What is the rarest color of carnival glass?
According to Colleywood Carnival Glass, the following colors are among the rarest and most valuable:
- Fenton Ambergina – a deep orange-red tone.
- Northwood Marigold – a warm-toned deep yellow.
- Fenton Cherry Red – a dark, glowing red.
- Northwood Black Amethyst – a very dark purple that appears almost black.
How can you tell carnival glass patterns?
The most common ways to identify the glass are:
- Look at the coloring and sheen for the iridescent rainbow effect.
- Check out the base of the glass, which should not be thick or weighty.
- Look for the manufacturer’s mark, although keep in mind many companies did not place a mark on their carnival glass.
What is blue carnival glass called?
The most popular colour for carnival glass is now known by collectors as ‘marigold’ although that name was not in use at the time. Marigold has a clear glass base and is the most easily recognizable carnival colour.
Does carnival glass have markings?
Carnival glass made by this company includes not only table or dinnerware sets, but berry sets, and other useful items imitating cut glass patterns. Marks vary on Imperial carnival glass pieces, but to identify it, look for the familiar “iron cross” mark.
Is blue glass worth anything?
Moderately priced vintage selections in cobalt blue vary widely in variety and price. You can still find a single Chevron milk pitcher or violin-shaped bottle in this color for well under 30 dollars. Authentic Shirley Temple pieces from the Depression era can still be found for under 50 dollars apiece.

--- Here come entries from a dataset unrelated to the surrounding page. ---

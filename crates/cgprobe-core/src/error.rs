use thiserror::Error;

use crate::cgroups::CgroupError;

#[derive(Error, Debug)]
pub enum Error {
    #[error("Cgroup detection error: {0}")]
    Cgroup(#[from] CgroupError),

    #[error("Config error: {0}")]
    Config(String),

    #[error("IO error: {0}")]
    Io(#[from] std::io::Error),
}

pub type Result<T> = std::result::Result<T, Error>;

#[cfg(test)]
mod tests {
    use super::*;

    #[test]
    fn test_cgroup_error_conversion() {
        let err: Error = CgroupError::ParseError("bad hierarchy id".to_string()).into();
        let msg = format!("{}", err);
        assert!(msg.contains("Cgroup detection error"));
        assert!(msg.contains("bad hierarchy id"));
    }

    #[test]
    fn test_config_error_display() {
        let err = Error::Config("mountinfo path is empty".to_string());
        let msg = format!("{}", err);
        assert!(msg.contains("Config error"));
        assert!(msg.contains("mountinfo path is empty"));
    }

    #[test]
    fn test_io_error_conversion() {
        let io_err = std::io::Error::new(std::io::ErrorKind::NotFound, "file not found");
        let err: Error = io_err.into();
        let msg = format!("{}", err);
        assert!(msg.contains("IO error"));
        assert!(msg.contains("file not found"));
    }

    #[test]
    fn test_error_debug() {
        let err = Error::Config("test".to_string());
        let debug_str = format!("{:?}", err);
        assert!(debug_str.contains("Config"));
    }
}
//! Proptest generators for property-based testing.

use bytes::Bytes;
use proptest::prelude::*;

use ledger_tx_core::msg::{
    AddChainAddressMsg, ChainAddress, CreateEscrowMsg, IssueTokenMsg, NewTokenMsg,
    ReleaseEscrowMsg, RemoveChainAddressMsg, ReturnEscrowMsg, SendMsg, SetNameMsg, TokenDetails,
    UpdateEscrowPartiesMsg,
};
use ledger_tx_core::{
    Address, Coin, Ed25519PublicKey, Ed25519Signature, FeeInfo, Msg, StdSignature, Tx, TxBuilder,
    ADDRESS_LEN,
};

/// Generate a well-formed address.
pub fn address() -> impl Strategy<Value = Address> {
    any::<[u8; ADDRESS_LEN]>().prop_map(Address::from)
}

/// Generate arbitrary bytes up to `max_len`.
pub fn blob(max_len: usize) -> impl Strategy<Value = Bytes> {
    prop::collection::vec(any::<u8>(), 0..=max_len).prop_map(Bytes::from)
}

/// Generate a non-empty byte string up to `max_len`.
pub fn non_empty_blob(max_len: usize) -> impl Strategy<Value = Bytes> {
    prop::collection::vec(any::<u8>(), 1..=max_len).prop_map(Bytes::from)
}

/// Generate a currency ticker.
pub fn ticker() -> impl Strategy<Value = String> {
    "[A-Z]{3,4}".prop_map(String::from)
}

/// Generate a valid, strictly positive coin.
pub fn positive_coin() -> impl Strategy<Value = Coin> {
    (0i64..1_000_000, 0i64..1_000_000_000, ticker())
        .prop_filter("must be positive", |(w, f, _)| *w > 0 || *f > 0)
        .prop_map(|(whole, fractional, ticker)| Coin::new(whole, fractional, ticker))
}

/// Generate any coin, including invalid ones. Encoding must not care.
pub fn any_coin() -> impl Strategy<Value = Coin> {
    (any::<i64>(), any::<i64>(), "[A-Za-z]{0,6}")
        .prop_map(|(whole, fractional, ticker)| Coin::new(whole, fractional, ticker))
}

/// Generate a valid identity token id.
pub fn username_id() -> impl Strategy<Value = Bytes> {
    "[a-zA-Z0-9+,._@-]{4,64}".prop_map(|s| Bytes::from(s.into_bytes()))
}

/// Generate an 8-byte escrow id.
pub fn escrow_id() -> impl Strategy<Value = Bytes> {
    any::<[u8; 8]>().prop_map(|b| Bytes::copy_from_slice(&b))
}

pub fn send_msg() -> impl Strategy<Value = SendMsg> {
    (address(), address(), positive_coin(), "[ -~]{0,128}", blob(64)).prop_map(
        |(src, dest, amount, memo, reference)| SendMsg {
            src,
            dest,
            amount,
            memo,
            reference,
        },
    )
}

pub fn set_name_msg() -> impl Strategy<Value = SetNameMsg> {
    (address(), "[a-z0-9_]{4,20}").prop_map(|(address, name)| SetNameMsg { address, name })
}

pub fn new_token_msg() -> impl Strategy<Value = NewTokenMsg> {
    (ticker(), "[A-Za-z0-9 _:-]{3,32}", 0u32..=9).prop_map(|(ticker, name, sig_figs)| {
        NewTokenMsg {
            ticker,
            name,
            sig_figs,
        }
    })
}

pub fn create_escrow_msg() -> impl Strategy<Value = CreateEscrowMsg> {
    (
        address(),
        non_empty_blob(40),
        non_empty_blob(40),
        prop::collection::vec(positive_coin(), 1..4),
        1u64..=u64::MAX,
        "[ -~]{0,128}",
    )
        .prop_map(
            |(src, arbiter, recipient, amount, timeout, memo)| CreateEscrowMsg {
                src,
                arbiter,
                recipient,
                amount,
                timeout,
                memo,
            },
        )
}

pub fn release_escrow_msg() -> impl Strategy<Value = ReleaseEscrowMsg> {
    (escrow_id(), prop::collection::vec(positive_coin(), 0..3))
        .prop_map(|(escrow_id, amount)| ReleaseEscrowMsg { escrow_id, amount })
}

pub fn return_escrow_msg() -> impl Strategy<Value = ReturnEscrowMsg> {
    escrow_id().prop_map(|escrow_id| ReturnEscrowMsg { escrow_id })
}

pub fn update_escrow_parties_msg() -> impl Strategy<Value = UpdateEscrowPartiesMsg> {
    (
        escrow_id(),
        prop::option::of(address()),
        prop::option::of(non_empty_blob(40)),
        prop::option::of(non_empty_blob(40)),
    )
        .prop_filter("at least one party", |(_, s, a, r)| {
            s.is_some() || a.is_some() || r.is_some()
        })
        .prop_map(|(escrow_id, sender, arbiter, recipient)| UpdateEscrowPartiesMsg {
            escrow_id,
            sender,
            arbiter,
            recipient,
        })
}

pub fn chain_address() -> impl Strategy<Value = ChainAddress> {
    (non_empty_blob(32), non_empty_blob(64))
        .prop_map(|(chain_id, address)| ChainAddress { chain_id, address })
}

pub fn issue_token_msg() -> impl Strategy<Value = IssueTokenMsg> {
    (
        address(),
        username_id(),
        prop::collection::vec(chain_address(), 0..3),
    )
        .prop_map(|(owner, id, addresses)| IssueTokenMsg {
            owner,
            id,
            details: TokenDetails { addresses },
        })
}

pub fn add_chain_address_msg() -> impl Strategy<Value = AddChainAddressMsg> {
    (username_id(), non_empty_blob(32), non_empty_blob(64)).prop_map(
        |(id, chain_id, address)| AddChainAddressMsg {
            id,
            chain_id,
            address,
        },
    )
}

pub fn remove_chain_address_msg() -> impl Strategy<Value = RemoveChainAddressMsg> {
    (username_id(), non_empty_blob(32), non_empty_blob(64)).prop_map(
        |(id, chain_id, address)| RemoveChainAddressMsg {
            id,
            chain_id,
            address,
        },
    )
}

/// Generate a valid message of any kind.
pub fn msg() -> impl Strategy<Value = Msg> {
    prop_oneof![
        send_msg().prop_map(Msg::from),
        set_name_msg().prop_map(Msg::from),
        new_token_msg().prop_map(Msg::from),
        create_escrow_msg().prop_map(Msg::from),
        release_escrow_msg().prop_map(Msg::from),
        return_escrow_msg().prop_map(Msg::from),
        update_escrow_parties_msg().prop_map(Msg::from),
        issue_token_msg().prop_map(Msg::from),
        add_chain_address_msg().prop_map(Msg::from),
        remove_chain_address_msg().prop_map(Msg::from),
    ]
}

/// Generate a fee descriptor.
pub fn fee_info() -> impl Strategy<Value = FeeInfo> {
    (prop::option::of(address()), positive_coin()).prop_map(|(payer, fees)| FeeInfo { payer, fees })
}

/// Generate a signature record. The bytes are random, not a real signature.
pub fn std_signature() -> impl Strategy<Value = StdSignature> {
    (
        any::<[u8; 32]>(),
        prop::collection::vec(any::<u8>(), 64),
        any::<u64>(),
    )
        .prop_map(|(pk, sig, sequence)| {
            let mut sig_bytes = [0u8; 64];
            sig_bytes.copy_from_slice(&sig);
            StdSignature {
                pubkey: Ed25519PublicKey::from_bytes(pk),
                signature: Ed25519Signature::from_bytes(sig_bytes),
                sequence,
            }
        })
}

/// Generate a list of signature records.
pub fn signatures(max: usize) -> impl Strategy<Value = Vec<StdSignature>> {
    prop::collection::vec(std_signature(), 0..=max)
}

/// Generate an unsigned transaction.
pub fn unsigned_tx() -> impl Strategy<Value = Tx> {
    (msg(), prop::option::of(fee_info()), prop::option::of(blob(32))).prop_map(
        |(msg, fees, preimage)| {
            let mut builder = TxBuilder::new(msg);
            if let Some(fees) = fees {
                builder = builder.fees(fees);
            }
            if let Some(preimage) = preimage {
                builder = builder.preimage(preimage);
            }
            builder.build()
        },
    )
}

/// Generate a transaction with up to four signature records attached.
pub fn tx() -> impl Strategy<Value = Tx> {
    (unsigned_tx(), signatures(4)).prop_map(|(mut tx, sigs)| {
        for sig in sigs {
            tx.add_signature(sig);
        }
        tx
    })
}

Which carnival glass is most valuable?
1. Millersburg Peoples Vase in Blue – $155,000. Auctioneer’s Description: Millersburg BLUE Peoples vase. EXTREMELY RARE!
Is there a difference between carnival glass and Depression glass?
Both carnival and depression glass are colored. However, carnival glass features an iridescent, multicolored look, whereas depression glass has more of a simple, single-colored, transparent look. Carnival glass was made to inexpensively mimic glass made by the Tiffany Company.
Who makes blue carnival glass?
Indiana Glass Company
Indiana Glass Company, Dunkirk, Indiana, produced a lot of the “new” Carnival glass, starting in the early and mid-1970s, including many patterns and pieces in blue carnival, amber, green and marigold.
When was blue carnival glass made?
Carnival glass is sometimes called the “poor man’s Tiffany,” which refers to the pricier colorful glass produced by New York’s Tiffany Studios between 1878 and 1933. In 1908, Fenton made the first American pieces we now know as carnival glass. Northwood also began their production in the same year.
How can you tell if blue glass is antique?
How to Know Whether Glass Is Antique
- Pontil marks – Blown glass, as opposed to molded glass, usually has a pontil mark on the bottom.
- Bubbles and irregularities – Many antique glass pieces have tiny bubbles or other imperfections in the glass.
- Patina – Older glass usually has a patina of time and use.
Why do people collect blue glass?
While some people collect cobalt glass for its value, many collect it for its beauty, especially when displayed in a window so the sunlight can shine through it, giving the room a mystical blue glow.
What is the best carnival glass pattern?
Indiana Glass Co. of Dunkirk (Indiana, USA) is well known for its Contemporary Carnival Glass production. Possibly their best-known pattern was “Harvest”, that was made during the 1970s when Carnival Glass enjoyed a major revival. The pattern was introduced and made in other glass, such as milk glass, a decade or so earlier.
Did You Know facts about Blue carnival glass?
Did you scroll all this way to get facts about blue carnival glass? Well you’re in luck, because here they come. There are 2738 blue carnival glass for sale on Etsy, and they cost $33.09 on average. The most common blue carnival glass material is glass. The most popular color? You guessed it: blue.
What do you call a carnival glass bowl?
Typically, the Carnival Glass large “Oval Center Bowl” gets called “Harvest”, although more correctly it should be referred to as “Garland”. But, just to mix us up even more, Indiana called a Carnival Glass stemmed comport (with a teardrop pattern around d the rim) by the name “Garland” too.
What happened to the Indiana Glass line at Carnival?
“In its Diamond Jubilee year of 1971, Indiana Glass Co., at Dunkirk, Ind., entered Carnival with a blue embossed Grape pattern. The water set featured a pitcher on a pedestal with a 14-ounce tumbler. The line was built up to some 32 items. The glass was produced by automatic pressing and distributed widely.